Par un mémoire en défense enregistré le 22 janvier 2026, le département des Hauts-de-Seine conclut au rejet de la requête et à ce qu’une somme de 1 500 euros soit mise à la charge de la société Courrier Plus au titre de l’article L. 761-1 du code de justice administrative.
Il fait valoir que :
- l’article 3 du règlement de la consultation prévoit que les candidats sont invités à alerter l’acheteur public sur d’éventuelles erreurs matérielles » ; or, cette erreur dans le DQE n’a été relevé par aucun candidat et la société Courrier Plus n’a relevé cette anomalie qu’après le rejet de son offre, alors qu’il appartenait à cette dernière de porter cette information à la connaissance du pouvoir adjudicateur pendant la phase de publicité ; par ailleurs, si la société prétend que le règlement de la consultation obligeait le département à recalculer le montant de l’offre issu du DQE, le point du règlement de la consultation dont elle se prévaut n’avait vocation à s’appliquer que lorsqu’il est avéré que les éléments du BPU ont été incorrectement reportés dans le DQE ; ainsi, ce ne serait que dans l’hypothèse où le pouvoir adjudicateur serait informée d’une erreur matérielle que la rectification ainsi prévue aurait vocation à s’appliquer ;
- la procédure de correction d’erreur purement matérielle affectant les offres ne constitue qu’une faculté ; dès lors, la requérante ne saurait se prévaloir de ce que le département n’a pas demandé à tous les soumissionnaires de rectifier leurs offres puisqu’aucune n’a été déclarée irrégulière en raison des mentions portées dans le DQE et que l’ambiguïté qui résultait de ce document était commune à tous ; en effet, l’ensemble des offres a été analysé sur la base du même DQE, de sorte que l’erreur n’a pas été décisive dans l’attribution du lot n° 2 à la société TCS ; de surcroît, l’analyse du critère prix a été effectuée à partir du total HT du DQE privant ainsi l’argument de la société Courrier Plus de tout fondement ;
- l’analyse du critère prix présente un caractère valide ; en effet, cette analyse du prix s’est fondée sur le total HT du DQE, ce qui est légal du fait de l’uniformité du régime fiscal des quatre candidats, tous soumis à la TVA ; par ailleurs, la plupart des prix du DQE ne sont pas soumis à la TVA ; en outre, il est à noter que le taux de 2 000 % est également présent sur le DQE de la société TCS, de sorte qu’aucune rupture d’égalité de traitement entre les candidats ne saurait être reprochée ; ainsi, à supposer que les formules automatiques du fichier Excel aient dû être corrigées, celles-ci sont cantonnées aux lignes des prix soumis à la TVA ; ainsi, en appliquant un taux de 20% aux prestations soumises à la TVA, à supposer que l’offre de la société requérante s’élève à 2 108 080, 80 euros TTC, en appliquant la même méthode de correction à l’offre de la société TCS Groupe Sterne, son offre serait alors de 1 760 913, 02 euros TTC ; ainsi, l’écarte avec les notes attribuées est minime et ne change pas le résultat final, la société attributaire obtenant toujours une note plus élevée sur le critère prix ; dès lors, le mode de calcul qu’elle a retenu n’a pas lésé la société Courrier Plus.
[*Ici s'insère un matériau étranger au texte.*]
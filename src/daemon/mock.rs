//! In-process mock daemon for tests.

use std::collections::VecDeque;
use std::sync::{Arc, Mutex};
use std::time::Duration;

use super::protocol::{CompileReply, CompileRequest, HandshakeReply, HandshakeRequest};
use super::{ConnectionError, DaemonResult, DaemonTransport, PROTOCOL_VERSION};

#[derive(Default)]
struct MockState {
    fail_handshake: Option<String>,
    fail_compile: Option<String>,
    handshake_version: Option<u32>,
    replies: VecDeque<CompileReply>,
    requests: Vec<CompileRequest>,
    handshakes: Vec<HandshakeRequest>,
    closed_sessions: Vec<i32>,
    next_session: i32,
}

/// Scripted daemon transport.
///
/// Cloning shares the underlying state, so a test can keep a handle for
/// assertions after moving a clone into the client.
#[derive(Clone, Default)]
pub struct MockDaemon {
    state: Arc<Mutex<MockState>>,
}

impl MockDaemon {
    pub fn new() -> Self {
        Self::default()
    }

    /// Make every handshake fail with the given message.
    pub fn fail_handshake(&self, message: &str) {
        self.state.lock().unwrap().fail_handshake = Some(message.to_string());
    }

    /// Make every compile call fail with the given message.
    pub fn fail_compile(&self, message: &str) {
        self.state.lock().unwrap().fail_compile = Some(message.to_string());
    }

    /// Answer handshakes with a different protocol version.
    pub fn answer_with_protocol_version(&self, version: u32) {
        self.state.lock().unwrap().handshake_version = Some(version);
    }

    /// Queue the reply for the next compile call.
    pub fn push_reply(&self, reply: CompileReply) {
        self.state.lock().unwrap().replies.push_back(reply);
    }

    /// The last compile request the client submitted.
    pub fn last_request(&self) -> Option<CompileRequest> {
        self.state.lock().unwrap().requests.last().cloned()
    }

    pub fn handshake_count(&self) -> usize {
        self.state.lock().unwrap().handshakes.len()
    }

    pub fn closed_sessions(&self) -> Vec<i32> {
        self.state.lock().unwrap().closed_sessions.clone()
    }
}

impl DaemonTransport for MockDaemon {
    fn handshake(
        &self,
        request: &HandshakeRequest,
        _timeout: Duration,
    ) -> DaemonResult<HandshakeReply> {
        let mut state = self.state.lock().unwrap();
        state.handshakes.push(request.clone());

        if let Some(ref message) = state.fail_handshake {
            return Err(ConnectionError::ConnectionFailed(message.clone()));
        }

        state.next_session += 1;
        Ok(HandshakeReply {
            protocol_version: state.handshake_version.unwrap_or(PROTOCOL_VERSION),
            session_id: state.next_session,
        })
    }

    fn compile(&self, request: &CompileRequest, timeout: Duration) -> DaemonResult<CompileReply> {
        let mut state = self.state.lock().unwrap();
        state.requests.push(request.clone());

        if let Some(ref message) = state.fail_compile {
            return Err(ConnectionError::ConnectionFailed(message.clone()));
        }

        state
            .replies
            .pop_front()
            .ok_or(ConnectionError::Timeout(timeout))
    }

    fn close_session(&self, session_id: i32) {
        self.state.lock().unwrap().closed_sessions.push(session_id);
    }
}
Par un mémoire enregistré le 22 janvier 2026 et communiqué, la société par actions simplifiées TCS Groupe Sterne doit être regardée comme concluant au rejet de la requête. Elle fait valoir que le taux de TVA applicable est correctement intégré et validé, et respecte les règles internes en matière de conformité fiscale et contractuelle. Elle ajoute qu’elle confirme son offre ainsi que la pleine capacité du groupe STERNE à exécuter le marché dans les meilleurs délais, en mobilisant ses équipes et ses ressources conformément aux exigences du dossier.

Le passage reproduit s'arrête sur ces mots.